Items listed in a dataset
★ ★ ★ ★

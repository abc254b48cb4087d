//! On-disk catalog shapes (spec.md §6 "Catalog on disk", §3 "Catalog").
//!
//! A catalog binds module releases to items, and optionally carries mirror
//! tables mapping wares/packtypes to fetch locations. CID computation
//! (DAG-CBOR + SHA-384, multibase `z`) is out of scope for the core: it
//! only ever compares `CatalogReleaseCID` values for identity, never
//! computes one, so the type is an opaque newtype here.

use indexmap::IndexMap;
use serde::{Deserialize, Serialize};

use crate::content::{Packtype, WareID, WarehouseAddr};
use crate::newtype::{ItemLabel, ModuleName, ReleaseName};

/// Opaque identity of a [`CatalogRelease`]: a DAG-CBOR/SHA-384/multibase-z
/// CID, computed outside the core.
#[derive(Clone, Debug, PartialEq, Eq, Hash, Serialize, Deserialize, derive_more::Display)]
pub struct CatalogReleaseCID(pub String);

#[derive(Clone, Debug, Default, Serialize, Deserialize)]
pub struct CatalogRelease {
	pub release_name: ReleaseName,
	pub items: IndexMap<ItemLabel, WareID>,
	#[serde(default)]
	pub metadata: IndexMap<String, String>,
}

#[derive(Clone, Debug, Default, Serialize, Deserialize)]
pub struct CatalogModule {
	pub name: ModuleName,
	pub releases: IndexMap<ReleaseName, CatalogReleaseCID>,
	#[serde(default)]
	pub metadata: IndexMap<String, String>,
}

/// `ModuleName -> CatalogModule`. A workspace may hold several of these,
/// consulted nearest-workspace-first by the catalog resolver.
#[derive(Clone, Debug, Default, Serialize, Deserialize)]
pub struct Catalog {
	pub modules: IndexMap<ModuleName, CatalogModule>,
}

/// Mirror addresses keyed directly by WareID. Consulted before
/// [`CatalogMirrorsByModule`] when resolving a WarehouseAddr (spec.md
/// §4.1).
#[derive(Clone, Debug, Default, Serialize, Deserialize)]
pub struct CatalogMirrorsByWare {
	pub by_ware: IndexMap<WareID, Vec<WarehouseAddr>>,
}

#[derive(Clone, Debug, Default, Serialize, Deserialize)]
pub struct CatalogMirrorsByModule {
	pub by_module: IndexMap<ModuleName, IndexMap<Packtype, Vec<WarehouseAddr>>>,
}

#[derive(Clone, Debug, Default, Serialize, Deserialize)]
pub struct CatalogMirrors {
	pub by_ware: CatalogMirrorsByWare,
	pub by_module: CatalogMirrorsByModule,
}
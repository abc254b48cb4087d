//! Content-addressing primitives: [`WareID`], [`Packtype`], [`WarehouseAddr`].
//!
//! These are opaque to everything except equality/parsing: the core never
//! interprets a hash or a warehouse address, it only compares and threads
//! them through.

use std::borrow::Borrow;
use std::fmt;
use std::str::FromStr;

use derive_more::{Display, FromStr};
use serde::{Deserialize, Serialize};

/// Codec tag for a [`WareID`] (`tar`, `git`, ...). Opaque beyond its text.
#[derive(Clone, Debug, PartialEq, Eq, Hash, Serialize, Deserialize, FromStr, Display)]
pub struct Packtype(pub String);

/// A content-addressed filesystem artifact's identifier: `packtype:hash`.
///
/// Immutable, comparable by value, usable as a map key. Both fields must be
/// non-empty: this is enforced at parse time (unlike the newtype charset
/// invariants, which are only checked post-parse by the executor), since an
/// empty packtype or hash can never be a meaningful WareID.
#[derive(Clone, Debug, PartialEq, Eq, Hash, Serialize, Deserialize)]
#[serde(try_from = "String", into = "String")]
pub struct WareID {
	pub packtype: Packtype,
	pub hash: String,
}

impl WareID {
	pub fn new(packtype: impl Into<String>, hash: impl Into<String>) -> Self {
		WareID {
			packtype: Packtype(packtype.into()),
			hash: hash.into(),
		}
	}
}

impl fmt::Display for WareID {
	fn fmt(&self, f: &mut fmt::Formatter<'_>) -> fmt::Result {
		write!(f, "{}:{}", self.packtype, self.hash)
	}
}

#[derive(Debug, Clone, thiserror::Error)]
#[error("invalid WareID: {0:?}")]
pub struct WareIdParseError(pub String);

impl FromStr for WareID {
	type Err = WareIdParseError;

	fn from_str(s: &str) -> Result<Self, Self::Err> {
		let Some((packtype, hash)) = s.split_once(':') else {
			return Err(WareIdParseError(s.to_owned()));
		};
		if packtype.is_empty() || hash.is_empty() {
			return Err(WareIdParseError(s.to_owned()));
		}
		Ok(WareID {
			packtype: Packtype(packtype.to_owned()),
			hash: hash.to_owned(),
		})
	}
}

impl TryFrom<String> for WareID {
	type Error = WareIdParseError;

	fn try_from(value: String) -> Result<Self, Self::Error> {
		value.parse()
	}
}

impl From<WareID> for String {
	fn from(value: WareID) -> Self {
		value.to_string()
	}
}

/// An opaque location a Ware's bytes can be fetched from, e.g.
/// `ca+file:///path/`. Never parsed by the core.
#[derive(Clone, Debug, PartialEq, Eq, Hash, Serialize, Deserialize, FromStr, Display)]
pub struct WarehouseAddr(pub String);

impl Borrow<String> for WarehouseAddr {
	fn borrow(&self) -> &String {
		&self.0
	}
}
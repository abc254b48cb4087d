//! Minimal front-end: parses a Plot document and drives it through the
//! evaluation engine. The CLI surface itself is explicitly out of scope
//! (spec.md §1) -- this only exists so the workspace builds and runs
//! end-to-end, using the same `clap` the teacher's own front-end used.

use std::path::PathBuf;
use std::process::ExitCode;

use clap::Parser;
use warpforge_api::plot::PlotCapsule;
use warpforge_executors::formula::LocalSandboxDriver;
use warpforge_executors::plot::exec;
use warpforge_executors::workspace::{Workspace, WorkspaceSet};

/// Evaluates a Plot document and prints its resulting WareIDs as JSON.
#[derive(Parser, Debug)]
#[command(name = "warpforge")]
struct Cli {
	/// Path to a Plot document (the `{"plot.v1": {...}}` capsule).
	plot: PathBuf,

	/// Workspace root used as the home workspace (ware cache, catalogs).
	#[arg(long, default_value = ".")]
	workspace: PathBuf,
}

/// Exit codes mediated by the CLI (spec.md §6): success 0, invalid user
/// input 1, execution failure 2.
#[tokio::main]
async fn main() -> ExitCode {
	let cli = Cli::parse();

	let source = match std::fs::read_to_string(&cli.plot) {
		Ok(source) => source,
		Err(err) => {
			eprintln!("error: reading {:?}: {err}", cli.plot);
			return ExitCode::from(1);
		}
	};

	let validated = match warpforge_validate::validate_plot(&source) {
		Ok(validated) => validated,
		Err(warpforge_validate::Error::Invalid { errors }) => {
			eprintln!("error: {:?} is not a valid Plot:", cli.plot);
			for error in &errors {
				eprintln!("  {error}");
			}
			return ExitCode::from(1);
		}
	};
	let PlotCapsule::V1(plot) = validated.plot;

	let home = Workspace::new(cli.workspace, true);
	let workspaces = WorkspaceSet::new(vec![home]);
	// WARPFORGE_PATH (spec.md §6), if set, is read here via RuntimeConfig
	// and prepended to the driver's subprocess PATH.
	let driver = LocalSandboxDriver::new();

	match exec(&workspaces, &driver, &plot).await {
		Ok(results) => {
			let json = serde_json::to_string_pretty(&results).expect("PlotResults serializes");
			println!("{json}");
			ExitCode::from(0)
		}
		Err(err) => {
			eprintln!("error: plot execution failed: {err}");
			ExitCode::from(2)
		}
	}
}
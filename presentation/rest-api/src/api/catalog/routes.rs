use std::sync::Arc;

use poem_openapi::{
    OpenApi,
    param::{Path, Query},
    payload::Json,
};

use business::domain::catalog::use_cases::directory::GetCatalogDirectoryUseCase;
use business::domain::catalog::use_cases::filter::{FilterCatalogParams, FilterCatalogUseCase};
use business::domain::catalog::use_cases::get_by_id::{GetItemByIdParams, GetItemByIdUseCase};
use business::domain::catalog::use_cases::list_categories::ListCategoriesUseCase;
use business::domain::catalog::value_objects::{CategoryFilter, ItemId, SearchQuery};

use crate::api::catalog::dto::{
    CategoriesResponse, CodingPlatformResponse, ItemResponse, RecentResourceResponse,
};
use crate::api::error::{ErrorResponse, IntoErrorResponse};
use crate::api::tags::ApiTags;

/// Use cases bound to one catalog. The shop and the toolkit each get their own.
pub struct CatalogHandlers {
    filter_use_case: Arc<dyn FilterCatalogUseCase>,
    get_by_id_use_case: Arc<dyn GetItemByIdUseCase>,
    list_categories_use_case: Arc<dyn ListCategoriesUseCase>,
}

impl CatalogHandlers {
    pub fn new(
        filter_use_case: Arc<dyn FilterCatalogUseCase>,
        get_by_id_use_case: Arc<dyn GetItemByIdUseCase>,
        list_categories_use_case: Arc<dyn ListCategoriesUseCase>,
    ) -> Self {
        Self {
            filter_use_case,
            get_by_id_use_case,
            list_categories_use_case,
        }
    }

    async fn filter(&self, query: Option<String>, category: Option<String>) -> ListItemsResponse {
        // An empty `category` is what a cleared select sends; treat it as unset.
        let category = category.filter(|value| !value.trim().is_empty());
        let params = FilterCatalogParams {
            query: SearchQuery::new(query.unwrap_or_default()),
            category: CategoryFilter::parse(category.as_deref()),
        };

        match self.filter_use_case.execute(params).await {
            Ok(items) => ListItemsResponse::Ok(Json(items.into_iter().map(Into::into).collect())),
            Err(err) => {
                let (_status, json) = err.into_error_response();
                ListItemsResponse::InternalError(json)
            }
        }
    }

    async fn get_by_id(&self, id: u32) -> GetItemResponse {
        let params = GetItemByIdParams {
            id: ItemId::new(id),
        };

        match self.get_by_id_use_case.execute(params).await {
            Ok(item) => GetItemResponse::Ok(Json(item.into())),
            Err(err) => {
                let (status, json) = err.into_error_response();
                match status.as_u16() {
                    404 => GetItemResponse::NotFound(json),
                    _ => GetItemResponse::InternalError(json),
                }
            }
        }
    }

    async fn categories(&self) -> ListCategoriesResponse {
        match self.list_categories_use_case.execute().await {
            Ok(categories) => ListCategoriesResponse::Ok(Json(CategoriesResponse { categories })),
            Err(err) => {
                let (_status, json) = err.into_error_response();
                ListCategoriesResponse::InternalError(json)
            }
        }
    }
}

pub struct ShopApi {
    handlers: CatalogHandlers,
}

impl ShopApi {
    pub fn new(handlers: CatalogHandlers) -> Self {
        Self { handlers }
    }
}

/// Shop catalog API
///
/// Browse the products of the demo shop.
#[OpenApi]
impl ShopApi {
    /// Search products
    ///
    /// Case-insensitive match of `query` against product name or category,
    /// optionally narrowed to one category. `All` disables the category filter.
    #[oai(path = "/shop/items", method = "get", tag = "ApiTags::Shop")]
    async fn list_items(
        &self,
        query: Query<Option<String>>,
        category: Query<Option<String>>,
    ) -> ListItemsResponse {
        self.handlers.filter(query.0, category.0).await
    }

    /// Get a product
    #[oai(path = "/shop/items/:id", method = "get", tag = "ApiTags::Shop")]
    async fn get_item(&self, id: Path<u32>) -> GetItemResponse {
        self.handlers.get_by_id(id.0).await
    }

    /// List product categories
    #[oai(path = "/shop/categories", method = "get", tag = "ApiTags::Shop")]
    async fn list_categories(&self) -> ListCategoriesResponse {
        self.handlers.categories().await
    }
}

pub struct ToolkitApi {
    handlers: CatalogHandlers,
    directory_use_case: Arc<dyn GetCatalogDirectoryUseCase>,
}

impl ToolkitApi {
    pub fn new(
        handlers: CatalogHandlers,
        directory_use_case: Arc<dyn GetCatalogDirectoryUseCase>,
    ) -> Self {
        Self {
            handlers,
            directory_use_case,
        }
    }
}

/// Academic toolkit API
///
/// Browse the study subjects of the toolkit.
#[OpenApi]
impl ToolkitApi {
    /// Search subjects
    ///
    /// Same matching rules as the shop: name or category, case-insensitive.
    #[oai(path = "/toolkit/subjects", method = "get", tag = "ApiTags::Toolkit")]
    async fn list_subjects(
        &self,
        query: Query<Option<String>>,
        category: Query<Option<String>>,
    ) -> ListItemsResponse {
        self.handlers.filter(query.0, category.0).await
    }

    /// Get a subject
    #[oai(path = "/toolkit/subjects/:id", method = "get", tag = "ApiTags::Toolkit")]
    async fn get_subject(&self, id: Path<u32>) -> GetItemResponse {
        self.handlers.get_by_id(id.0).await
    }

    /// List subject categories
    #[oai(path = "/toolkit/categories", method = "get", tag = "ApiTags::Toolkit")]
    async fn list_categories(&self) -> ListCategoriesResponse {
        self.handlers.categories().await
    }

    /// List coding platforms
    #[oai(path = "/toolkit/platforms", method = "get", tag = "ApiTags::Toolkit")]
    async fn list_platforms(&self) -> ListPlatformsResponse {
        match self.directory_use_case.execute().await {
            Ok(directory) => ListPlatformsResponse::Ok(Json(
                directory.platforms.into_iter().map(Into::into).collect(),
            )),
            Err(err) => {
                let (_status, json) = err.into_error_response();
                ListPlatformsResponse::InternalError(json)
            }
        }
    }

    /// List recently added resources
    #[oai(path = "/toolkit/recent", method = "get", tag = "ApiTags::Toolkit")]
    async fn list_recent(&self) -> ListRecentResponse {
        match self.directory_use_case.execute().await {
            Ok(directory) => ListRecentResponse::Ok(Json(
                directory.recently_added.into_iter().map(Into::into).collect(),
            )),
            Err(err) => {
                let (_status, json) = err.into_error_response();
                ListRecentResponse::InternalError(json)
            }
        }
    }
}

#[derive(poem_openapi::ApiResponse)]
pub enum ListItemsResponse {
    #[oai(status = 200)]
    Ok(Json<Vec<ItemResponse>>),
    #[oai(status = 500)]
    InternalError(Json<ErrorResponse>),
}

#[derive(poem_openapi::ApiResponse)]
pub enum GetItemResponse {
    #[oai(status = 200)]
    Ok(Json<ItemResponse>),
    #[oai(status = 404)]
    NotFound(Json<ErrorResponse>),
    #[oai(status = 500)]
    InternalError(Json<ErrorResponse>),
}

#[derive(poem_openapi::ApiResponse)]
pub enum ListCategoriesResponse {
    #[oai(status = 200)]
    Ok(Json<CategoriesResponse>),
    #[oai(status = 500)]
    InternalError(Json<ErrorResponse>),
}

#[derive(poem_openapi::ApiResponse)]
pub enum ListPlatformsResponse {
    #[oai(status = 200)]
    Ok(Json<Vec<CodingPlatformResponse>>),
    #[oai(status = 500)]
    InternalError(Json<ErrorResponse>),
}

#[derive(poem_openapi::ApiResponse)]
pub enum ListRecentResponse {
    #[oai(status = 200)]
    Ok(Json<Vec<RecentResourceResponse>>),
    #[oai(status = 500)]
    InternalError(Json<ErrorResponse>),
}

#[cfg(test)]
mod tests {
    use super::*;
    use std::str::FromStr;

    use bigdecimal::BigDecimal;
    use logger::TracingLogger;

    use business::application::catalog::directory::GetCatalogDirectoryUseCaseImpl;
    use business::application::catalog::filter::FilterCatalogUseCaseImpl;
    use business::application::catalog::get_by_id::GetItemByIdUseCaseImpl;
    use business::application::catalog::list_categories::ListCategoriesUseCaseImpl;
    use business::domain::catalog::directory::{CatalogDirectory, CodingPlatform};
    use business::domain::catalog::model::{Item, ItemKind, NewItemProps};
    use business::domain::catalog::store::CatalogStore;
    use business::domain::catalog::value_objects::Category;
    use business::domain::logger::Logger;

    fn product(id: u32, name: &str, category: &str) -> Item {
        Item::new(NewItemProps {
            id: ItemId::new(id),
            name: name.to_string(),
            category: Category::new(category),
            description: None,
            price: Some(BigDecimal::from_str("10.00").unwrap()),
            rating: None,
            stock: 3,
            kind: ItemKind::Product {
                original_price: None,
                reviews: 0,
                on_sale: false,
            },
        })
        .unwrap()
    }

    fn catalog() -> Arc<CatalogStore> {
        let store = CatalogStore::new(
            vec![Category::new("Electronics"), Category::new("Food")],
            vec![
                product(1, "Smart Watch", "Electronics"),
                product(2, "Organic Coffee Beans", "Food"),
            ],
        )
        .unwrap()
        .with_directory(CatalogDirectory {
            platforms: vec![CodingPlatform {
                name: "LeetCode".to_string(),
                url: "https://leetcode.com".to_string(),
                description: "Practice coding problems".to_string(),
                users: "50M+".to_string(),
            }],
            recently_added: vec![],
        });
        Arc::new(store)
    }

    fn handlers(catalog: Arc<CatalogStore>) -> CatalogHandlers {
        let logger: Arc<dyn Logger> = Arc::new(TracingLogger);
        CatalogHandlers::new(
            Arc::new(FilterCatalogUseCaseImpl {
                catalog: catalog.clone(),
                logger: logger.clone(),
            }),
            Arc::new(GetItemByIdUseCaseImpl {
                catalog: catalog.clone(),
                logger: logger.clone(),
            }),
            Arc::new(ListCategoriesUseCaseImpl { catalog, logger }),
        )
    }

    fn names(response: ListItemsResponse) -> Vec<String> {
        match response {
            ListItemsResponse::Ok(Json(items)) => items.into_iter().map(|i| i.name).collect(),
            ListItemsResponse::InternalError(_) => panic!("filter failed"),
        }
    }

    #[tokio::test]
    async fn should_return_full_catalog_for_empty_category() {
        let handlers = handlers(catalog());

        let items = names(handlers.filter(None, Some(String::new())).await);

        assert_eq!(items, vec!["Smart Watch", "Organic Coffee Beans"]);
    }

    #[tokio::test]
    async fn should_treat_blank_and_all_category_as_unfiltered() {
        let handlers = handlers(catalog());

        assert_eq!(names(handlers.filter(None, Some("  ".to_string())).await).len(), 2);
        assert_eq!(names(handlers.filter(None, Some("All".to_string())).await).len(), 2);
        assert_eq!(
            names(handlers.filter(None, Some("Food".to_string())).await),
            vec!["Organic Coffee Beans"]
        );
    }

    #[tokio::test]
    async fn should_map_unknown_id_to_not_found() {
        let handlers = handlers(catalog());

        assert!(matches!(
            handlers.get_by_id(99).await,
            GetItemResponse::NotFound(_)
        ));
    }

    #[tokio::test]
    async fn should_list_toolkit_platforms() {
        let catalog = catalog();
        let api = ToolkitApi::new(
            handlers(catalog.clone()),
            Arc::new(GetCatalogDirectoryUseCaseImpl {
                catalog,
                logger: Arc::new(TracingLogger),
            }),
        );

        let ListPlatformsResponse::Ok(Json(platforms)) = api.list_platforms().await else {
            panic!("expected platforms");
        };
        let ListRecentResponse::Ok(Json(recent)) = api.list_recent().await else {
            panic!("expected recent resources");
        };

        assert_eq!(platforms.len(), 1);
        assert_eq!(platforms[0].users, "50M+");
        assert!(recent.is_empty());
    }
}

★ ★ ★ ★

- [YOUR GOAL]:
Give the count of lines in the data shown above that contain "Food", and nothing else.

- [SOLVED EXERCISE]:
3